[Stored data entries]
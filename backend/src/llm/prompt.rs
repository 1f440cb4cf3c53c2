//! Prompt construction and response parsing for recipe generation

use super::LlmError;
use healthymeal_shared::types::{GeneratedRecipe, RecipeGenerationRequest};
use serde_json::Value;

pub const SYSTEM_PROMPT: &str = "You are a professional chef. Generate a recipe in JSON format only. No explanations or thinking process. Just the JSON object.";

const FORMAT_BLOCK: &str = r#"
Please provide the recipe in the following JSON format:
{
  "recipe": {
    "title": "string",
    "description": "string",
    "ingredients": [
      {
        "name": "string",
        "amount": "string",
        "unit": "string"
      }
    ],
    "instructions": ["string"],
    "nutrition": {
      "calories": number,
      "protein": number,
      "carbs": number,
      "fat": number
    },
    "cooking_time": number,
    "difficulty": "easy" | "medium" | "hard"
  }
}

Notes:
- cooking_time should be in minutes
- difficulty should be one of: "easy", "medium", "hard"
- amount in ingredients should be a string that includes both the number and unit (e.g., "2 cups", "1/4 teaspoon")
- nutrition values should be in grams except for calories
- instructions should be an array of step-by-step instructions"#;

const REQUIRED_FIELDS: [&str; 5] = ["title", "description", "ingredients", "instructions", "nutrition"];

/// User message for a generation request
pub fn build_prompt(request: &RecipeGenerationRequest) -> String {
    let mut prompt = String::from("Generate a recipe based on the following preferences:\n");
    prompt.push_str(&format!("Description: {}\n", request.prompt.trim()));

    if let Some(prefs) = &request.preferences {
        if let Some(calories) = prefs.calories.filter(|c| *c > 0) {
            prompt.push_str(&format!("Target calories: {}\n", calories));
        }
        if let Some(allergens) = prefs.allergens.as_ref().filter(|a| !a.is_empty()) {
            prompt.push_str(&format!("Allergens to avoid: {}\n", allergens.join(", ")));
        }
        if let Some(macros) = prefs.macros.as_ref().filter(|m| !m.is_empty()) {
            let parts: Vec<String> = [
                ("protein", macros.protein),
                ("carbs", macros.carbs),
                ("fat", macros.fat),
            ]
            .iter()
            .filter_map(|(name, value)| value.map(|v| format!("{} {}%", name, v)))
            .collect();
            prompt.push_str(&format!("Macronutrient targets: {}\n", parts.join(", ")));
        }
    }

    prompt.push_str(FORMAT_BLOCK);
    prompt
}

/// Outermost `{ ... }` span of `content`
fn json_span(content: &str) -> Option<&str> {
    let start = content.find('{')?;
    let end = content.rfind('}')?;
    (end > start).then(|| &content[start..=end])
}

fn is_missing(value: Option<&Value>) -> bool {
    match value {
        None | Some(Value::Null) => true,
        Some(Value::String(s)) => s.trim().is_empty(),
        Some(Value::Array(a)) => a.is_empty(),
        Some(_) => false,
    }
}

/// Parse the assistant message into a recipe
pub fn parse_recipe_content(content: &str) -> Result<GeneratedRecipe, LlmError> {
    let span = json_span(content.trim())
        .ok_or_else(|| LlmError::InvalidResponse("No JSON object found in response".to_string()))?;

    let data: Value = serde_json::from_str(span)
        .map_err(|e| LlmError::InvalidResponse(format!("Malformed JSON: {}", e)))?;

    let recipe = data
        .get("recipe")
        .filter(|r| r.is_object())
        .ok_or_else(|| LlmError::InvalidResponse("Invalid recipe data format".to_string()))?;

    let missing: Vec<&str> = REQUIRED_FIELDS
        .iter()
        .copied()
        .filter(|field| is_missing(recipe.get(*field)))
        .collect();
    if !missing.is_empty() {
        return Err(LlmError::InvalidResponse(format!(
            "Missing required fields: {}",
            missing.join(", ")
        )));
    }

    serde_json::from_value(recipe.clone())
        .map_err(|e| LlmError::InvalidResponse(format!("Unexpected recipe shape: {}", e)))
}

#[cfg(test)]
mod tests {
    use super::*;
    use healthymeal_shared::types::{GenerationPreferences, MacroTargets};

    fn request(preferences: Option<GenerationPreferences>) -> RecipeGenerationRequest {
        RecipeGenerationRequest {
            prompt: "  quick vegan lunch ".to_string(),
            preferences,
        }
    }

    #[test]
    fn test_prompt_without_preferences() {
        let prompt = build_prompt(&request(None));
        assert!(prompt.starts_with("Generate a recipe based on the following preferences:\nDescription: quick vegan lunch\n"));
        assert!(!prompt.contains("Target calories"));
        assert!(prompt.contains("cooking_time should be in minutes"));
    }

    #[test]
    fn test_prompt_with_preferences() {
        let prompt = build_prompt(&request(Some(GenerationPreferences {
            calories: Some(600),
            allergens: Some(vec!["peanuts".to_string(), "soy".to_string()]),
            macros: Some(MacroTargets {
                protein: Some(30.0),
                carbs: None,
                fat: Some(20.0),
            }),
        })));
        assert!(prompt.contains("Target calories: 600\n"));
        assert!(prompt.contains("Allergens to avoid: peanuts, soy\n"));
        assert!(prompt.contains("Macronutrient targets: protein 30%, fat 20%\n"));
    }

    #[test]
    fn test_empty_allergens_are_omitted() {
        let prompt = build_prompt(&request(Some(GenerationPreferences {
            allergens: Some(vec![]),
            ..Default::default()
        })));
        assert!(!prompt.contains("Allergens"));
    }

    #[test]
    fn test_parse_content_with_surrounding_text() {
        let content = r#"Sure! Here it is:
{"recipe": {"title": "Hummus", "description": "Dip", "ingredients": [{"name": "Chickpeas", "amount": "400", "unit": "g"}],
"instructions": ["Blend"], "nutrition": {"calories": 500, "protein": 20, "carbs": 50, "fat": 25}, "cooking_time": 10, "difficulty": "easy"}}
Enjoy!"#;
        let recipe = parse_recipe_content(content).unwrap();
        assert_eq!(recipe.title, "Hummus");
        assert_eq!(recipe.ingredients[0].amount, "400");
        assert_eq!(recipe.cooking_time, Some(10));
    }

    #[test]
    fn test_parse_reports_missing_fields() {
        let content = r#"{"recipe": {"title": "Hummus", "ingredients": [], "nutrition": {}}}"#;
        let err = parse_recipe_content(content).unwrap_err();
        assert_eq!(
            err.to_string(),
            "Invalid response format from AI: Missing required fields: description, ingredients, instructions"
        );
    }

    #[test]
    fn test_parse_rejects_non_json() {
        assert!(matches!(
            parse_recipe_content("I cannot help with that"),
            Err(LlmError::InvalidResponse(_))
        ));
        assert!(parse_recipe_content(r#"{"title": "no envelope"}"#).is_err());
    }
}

The task => Only lines with the word "medium" count here; copy every one from the records.

Completed task =>
    "difficulty": "easy" | "medium" | "hard"
- difficulty should be one of: "easy", "medium", "hard"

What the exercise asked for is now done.